A lui non serviva innamorarsi: erano le ragazze a rincorrerlo; le sue ricchezze, il suo blasone, il suo potere. Era questo che le aveva attirate negli anni precedenti. Ora, sull’onda del momento, tutte guardavano allo Sfregiato, concedendogli tempo per mettere in atto i suoi piani. Una volta superato il momento buio, la moda del Bambino Sopravvissuto sarebbe svanita mentre lui sarebbe tornato al posto che gli competeva, ai vertici del mondo magico, riverito, onorato e temuto. Allora le ragazze sarebbero tornate ad adorarlo. Ne avrebbe avute più di prima, nonostante ora, fosse ben altro ciò che contava per Draco. Bramava solo divenire più grande e potente di suo padre, essere il Malfoy per eccellenza, quello che tutti avrebbero indicato nei libri di storia come esempio di virtù e devozione. Quello che sua madre avrebbe guardato con orgoglio. Quello che suo padre avrebbe additato come un eroe. Quello che maghi e streghe avrebbero invidiato.
Madre.
Padre.
Non poteva perdere il potere.
Con il potere, avrebbe riavuto la sua famiglia.

***

Alla fine della terza ora, finalmente qualcuno udì i colpi di Harry sulla porta. Ad aprire, preoccupati dalla sua assenza, furono i suoi amici. L’avevano cercato nei due cambi d’ora, senza successo.
«Harry, dov’eri finito? Hai saltato le prime ore di lezione e la McGranitt ha detto che non tollererà assenze ingiustificate!» lo redarguì la Granger.
Malfoy rimase ben nascosto dietro la porta, cercando di non sorridere. Sapeva che la reciproca compagnia non era stata affatto piacevole, ma quella tirata, fatta così, su due piedi, era impagabile. E Potter si lasciava bistrattare senza batter ciglio, evidentemente non aveva approntato una scusa decente per loro.

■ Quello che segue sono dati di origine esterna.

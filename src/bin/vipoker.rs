use std::path::PathBuf;

use clap::{Args, Parser, Subcommand, ValueEnum};
use rs_video_poker::core::{Hand, HoldMask, VideoPokerError};
use rs_video_poker::eval::{
    Category, DeucesBonusEvaluator, DeucesEvaluator, Evaluator, Ruleset, StandardEvaluator,
};
use rs_video_poker::hot_roll::HotRollConfig;
use rs_video_poker::paytable::{PayTable, PayoutSchedule};
use rs_video_poker::search::{
    HoldEstimate, SearchConfig, SearchMethod, SearchStrategy, exact_mask_evs, frozen_ev,
    mask_evs,
};
use rs_video_poker::sim::{SimConfig, simulate};
use rs_video_poker::strategy::{
    AnyPair, HoldAll, HoldNothing, HoldStrategy, JRiffStrategy, JacksOrBetterPair, RiffStrategy,
};
use tracing::event;
use tracing_subscriber::EnvFilter;

#[derive(Parser)]
#[command(author, version, long_about = None)]
#[command(name = "vipoker")]
#[command(about = "Video poker research: simulate strategies and search for the best hold")]
struct Cli {
    /// Which game to play.
    #[arg(long, value_enum, default_value_t = Ruleset::Standard)]
    ruleset: Ruleset,

    /// Paytable JSON file. Defaults to the built in table for the ruleset.
    #[arg(long)]
    paytable: Option<PathBuf>,

    /// Print the report as JSON.
    #[arg(long)]
    json: bool,

    #[command(subcommand)]
    command: Commands,
}

#[derive(Subcommand)]
enum Commands {
    /// Play many hands with one strategy
    Simulate {
        /// Hands to simulate
        #[arg(long, default_value_t = 100_000)]
        hands: u64,
        /// Bet per hand (coins)
        #[arg(long, default_value_t = 1)]
        bet: u32,
        /// RNG seed
        #[arg(long, default_value_t = 42)]
        seed: u64,
        /// Log the first N hands
        #[arg(long, default_value_t = 0)]
        trace: u64,
        #[arg(long, value_enum, default_value_t = StrategyKind::AnyPair)]
        strategy: StrategyKind,
        #[command(flatten)]
        search: SearchArgs,
        #[command(flatten)]
        hot_roll: HotRollArgs,
    },
    /// Play one hand with a fixed hold many times
    Frozen {
        /// The dealt hand, like "AS 2H 3C 4D KD"
        hand: String,
        /// Five bit hold mask, bit i holds card i
        #[arg(long, default_value_t = 0)]
        hold_mask: u8,
        #[arg(long, default_value_t = 200_000)]
        trials: u64,
        /// Bet per hand (coins)
        #[arg(long, default_value_t = 1)]
        bet: u32,
        /// RNG seed
        #[arg(long, default_value_t = 1)]
        seed: u64,
    },
    /// Show the EV of every hold of one hand
    Analyze {
        /// The dealt hand, like "AS 2H 3C 4D KD"
        hand: String,
        /// RNG seed
        #[arg(long, default_value_t = 42)]
        seed: u64,
        #[command(flatten)]
        search: SearchArgs,
        #[command(flatten)]
        hot_roll: HotRollArgs,
    },
}

#[derive(Debug, Clone, Copy, PartialEq, Eq, ValueEnum)]
enum StrategyKind {
    /// Discard everything
    None,
    /// Keep everything
    All,
    /// Keep any pairs
    AnyPair,
    /// Keep jacks or better pairs
    JobPair,
    /// Rule based jacks or better play
    Riff,
    /// Rule based deuces wild bonus play
    JRiff,
    /// Best EV hold found by searching
    Search,
}

#[derive(Args)]
struct SearchArgs {
    /// Sampled draws per hold mask
    #[arg(long, default_value_t = 200)]
    mc_trials: usize,
    /// Enumerate every draw instead of sampling
    #[arg(long)]
    exact: bool,
}

#[derive(Args)]
struct HotRollArgs {
    /// Play with Hot Roll
    #[arg(long)]
    hot_roll: bool,
    /// Per hand Hot Roll incidence
    #[arg(long, default_value_t = 1.0 / 6.0)]
    hot_roll_rate: f64,
    /// Given a Hot Roll, the chance it triggers on the deal rather than the
    /// draw
    #[arg(long, default_value_t = 0.5)]
    hot_roll_deal_share: f64,
}

impl HotRollArgs {
    fn config(&self) -> Option<HotRollConfig> {
        self.hot_roll.then_some(HotRollConfig {
            p_per_hand: self.hot_roll_rate,
            p_deal_given_roll: self.hot_roll_deal_share,
        })
    }
}

impl SearchArgs {
    fn method(&self) -> SearchMethod {
        if self.exact {
            SearchMethod::Exhaustive
        } else {
            SearchMethod::MonteCarlo
        }
    }

    fn config(
        &self,
        seed: u64,
        hot_roll: Option<&HotRollConfig>,
        paytable_bet: u32,
    ) -> SearchConfig {
        let config = SearchConfig {
            trials_per_mask: self.mc_trials,
            seed,
            ..SearchConfig::default()
        };
        match hot_roll {
            Some(hot_roll) => config.with_hot_roll(hot_roll, paytable_bet),
            None => config,
        }
    }
}

fn main() {
    tracing_subscriber::fmt()
        .with_env_filter(EnvFilter::from_default_env())
        .with_writer(std::io::stderr)
        .init();

    let cli = Cli::parse();
    let result = match cli.ruleset {
        Ruleset::Standard => run(&cli, StandardEvaluator),
        Ruleset::Deuces => run(&cli, DeucesEvaluator),
        Ruleset::DeucesBonus => run(&cli, DeucesBonusEvaluator),
    };

    if let Err(e) = result {
        eprintln!("Error: {e}");
        std::process::exit(1);
    }
}

fn load_paytable(cli: &Cli) -> Result<PayTable, VideoPokerError> {
    match &cli.paytable {
        Some(path) => PayTable::from_path(path),
        None => PayTable::builtin(cli.ruleset),
    }
}

fn run<E: Evaluator + Copy + 'static>(cli: &Cli, evaluator: E) -> Result<(), VideoPokerError> {
    let table = load_paytable(cli)?;
    for key in table.unknown_keys::<E::Category>() {
        event!(
            tracing::Level::WARN,
            key,
            ruleset = %cli.ruleset,
            "paytable entry is not a category of the ruleset"
        );
    }
    let schedule = table.schedule::<E::Category>();
    for (category, units) in schedule.iter() {
        event!(tracing::Level::DEBUG, %category, units, "payout");
    }

    match &cli.command {
        Commands::Simulate {
            hands,
            bet,
            seed,
            trace,
            strategy,
            search,
            hot_roll,
        } => {
            let sim_config = SimConfig {
                hands: *hands,
                bet_per_hand: *bet,
                seed: *seed,
                trace_hands: *trace,
                hot_roll: hot_roll.config(),
                ..SimConfig::default()
            };
            let search_config = search.config(
                *seed,
                sim_config.hot_roll.as_ref(),
                sim_config.hot_roll_paytable_bet,
            );
            let mut player = build_strategy(
                *strategy,
                cli.ruleset,
                evaluator,
                schedule.clone(),
                search_config,
                search.method(),
            );
            let report = simulate(&schedule, &evaluator, &mut player, &sim_config)?;

            if cli.json {
                print_json(&report)?;
                return Ok(());
            }
            if let Some(hot_roll) = &sim_config.hot_roll {
                println!(
                    "Hot Roll: enabled  rate={}  deal_share={}",
                    hot_roll.p_per_hand, hot_roll.p_deal_given_roll
                );
                println!(
                    "Hot Roll: bet_cost={}  paytable_bet={}  multiplier=2d6  rolled={}",
                    sim_config.hot_roll_bet_cost,
                    sim_config.hot_roll_paytable_bet,
                    report.hot_rolls
                );
            }
            println!("Paytable: {} (bet unit {})", table.name(), table.bet_unit());
            println!("Ruleset:  {}", cli.ruleset);
            println!("Strategy: {:?}", strategy);
            if *strategy == StrategyKind::Search && !search.exact {
                println!("MC trials per mask: {}", search.mc_trials);
            }
            println!("Hands:    {}", report.hands);
            println!("Bet:      {}", report.total_bet);
            println!("Payout:   {}", report.total_payout);
            println!("Net:      {}", report.total_net);
            println!("EV/hand:  {:.6}", report.ev_per_hand);
            println!("Return%:  {:.4}%", 100.0 * report.return_pct);
            print_counts(report.category_counts.iter(), report.hands);
        }
        Commands::Frozen {
            hand,
            hold_mask,
            trials,
            bet,
            seed,
        } => {
            let hand: Hand = hand.parse()?;
            let mask = HoldMask::new(*hold_mask)?;
            let report = frozen_ev(&schedule, &evaluator, &hand, mask, *trials, *bet, *seed)?;

            if cli.json {
                print_json(&report)?;
                return Ok(());
            }
            println!("Frozen:       {}", report.hand);
            println!("Hold mask:    {} ({})", mask.bits(), mask);
            println!("Held indices: {:?}", report.held_indices);
            println!("Trials:       {}", report.trials);
            println!("Avg payout:   {:.6}", report.avg_payout);
            println!("Avg net:      {:.6}", report.avg_net);
            print_counts(report.category_counts.iter(), report.trials);
        }
        Commands::Analyze {
            hand,
            seed,
            search,
            hot_roll,
        } => {
            let hand: Hand = hand.parse()?;
            let hot_roll = hot_roll.config();
            let config = search.config(
                *seed,
                hot_roll.as_ref(),
                SimConfig::default().hot_roll_paytable_bet,
            );
            let mut estimates = match search.method() {
                SearchMethod::Exhaustive => exact_mask_evs(&hand, &schedule, &evaluator, &config)?,
                SearchMethod::MonteCarlo => mask_evs(&hand, &schedule, &evaluator, &config)?,
            };

            if cli.json {
                print_json(&estimates)?;
                return Ok(());
            }
            println!("Hand:     {}", hand);
            println!("Category: {}", evaluator.evaluate_hand(&hand));
            print_estimates(&hand, &mut estimates);
        }
    }
    Ok(())
}

fn print_json<T: serde::Serialize>(value: &T) -> Result<(), VideoPokerError> {
    let json = serde_json::to_string_pretty(value).map_err(VideoPokerError::Report)?;
    println!("{json}");
    Ok(())
}

fn build_strategy<E: Evaluator + 'static>(
    kind: StrategyKind,
    ruleset: Ruleset,
    evaluator: E,
    schedule: PayoutSchedule<E::Category>,
    config: SearchConfig,
    method: SearchMethod,
) -> Box<dyn HoldStrategy> {
    let expected = match kind {
        StrategyKind::Riff => Some(Ruleset::Standard),
        StrategyKind::JRiff => Some(Ruleset::DeucesBonus),
        _ => None,
    };
    if let Some(expected) = expected.filter(|r| *r != ruleset) {
        event!(
            tracing::Level::WARN,
            strategy = ?kind,
            written_for = %expected,
            ruleset = %ruleset,
            "strategy was written for another ruleset"
        );
    }

    match kind {
        StrategyKind::None => Box::new(HoldNothing),
        StrategyKind::All => Box::new(HoldAll),
        StrategyKind::AnyPair => Box::new(AnyPair),
        StrategyKind::JobPair => Box::new(JacksOrBetterPair),
        StrategyKind::Riff => Box::new(RiffStrategy::new()),
        StrategyKind::JRiff => Box::new(JRiffStrategy::new()),
        StrategyKind::Search => Box::new(SearchStrategy::new(evaluator, schedule, config, method)),
    }
}

/// Most common first.
fn print_counts<'a, C: Category>(counts: impl Iterator<Item = (&'a C, &'a u64)>, total: u64) {
    let mut counts: Vec<(C, u64)> = counts.map(|(c, n)| (*c, *n)).collect();
    counts.sort_by(|a, b| b.1.cmp(&a.1).then(a.0.name().cmp(b.0.name())));

    println!();
    println!("Category counts:");
    for (category, n) in counts {
        let pct = if total == 0 {
            0.0
        } else {
            100.0 * n as f64 / total as f64
        };
        println!("  {:24} {:>9}  {:6.3}%", category.name(), n, pct);
    }
}

/// Best hold first.
fn print_estimates(hand: &Hand, estimates: &mut [HoldEstimate]) {
    estimates.sort_by(|a, b| b.ev.total_cmp(&a.ev).then(a.mask.cmp(&b.mask)));

    println!();
    println!("  {:5}  {:>2}  {:16}  {:>12}", "Mask", "#", "Held", "EV");
    for estimate in estimates.iter() {
        let held: Vec<String> = estimate
            .mask
            .held_cards(hand)
            .iter()
            .map(|c| c.to_string())
            .collect();
        println!(
            "  {:5}  {:>2}  {:16}  {:>12.6}",
            estimate.mask.to_string(),
            estimate.mask.bits(),
            held.join(" "),
            estimate.ev
        );
    }
}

Nessuno dei suoi amici si sarebbe azzardato a parlargli a quel modo, avrebbero fatto una brutta fine ora che il Signore Oscuro aveva posato lo sguardo su di lui. Nessuno dei suoi amici si preoccupava delle sue sparizioni: era certo lo ritenessero troppo in gamba per aver bisogno del loro inutile aiuto.
«Silente ti ha…» iniziò Ron a mezza voce.
«No!» lo zittì allarmato. «Mentre venivo in aula mi hanno spinto qui dentro. Uno scherzo, credo. Una volta dentro la porta scompare e l’Alohomora non funziona».
«Harry, sei il solito!» sbottò la ragazza. «Se avessi prestato più attenzione alla lezione sugli Incantesimi Apriporta, avresti saputo che…» ma l’invettiva fu interrotta da Weasley.
«Scommetto che stavi di nuovo seguendo qualcuno…»
I tre si allontanarono parlottando. Nell’andarsene, Harry fece finta di chiudere la porta del ripostiglio, lasciandola accostata. Draco attese qualche istante ed uscì, mescolandosi alla torma di studenti che migrava da una classe all’altra.
«Sei troppo stupido, Potter» bofonchiò tra sé, dirigendosi a Serpeverde con la divisa sollevata fin sopra il capo.
Al suo posto, lui avrebbe richiuso la porta senza pensarci due volte. Segreto o no.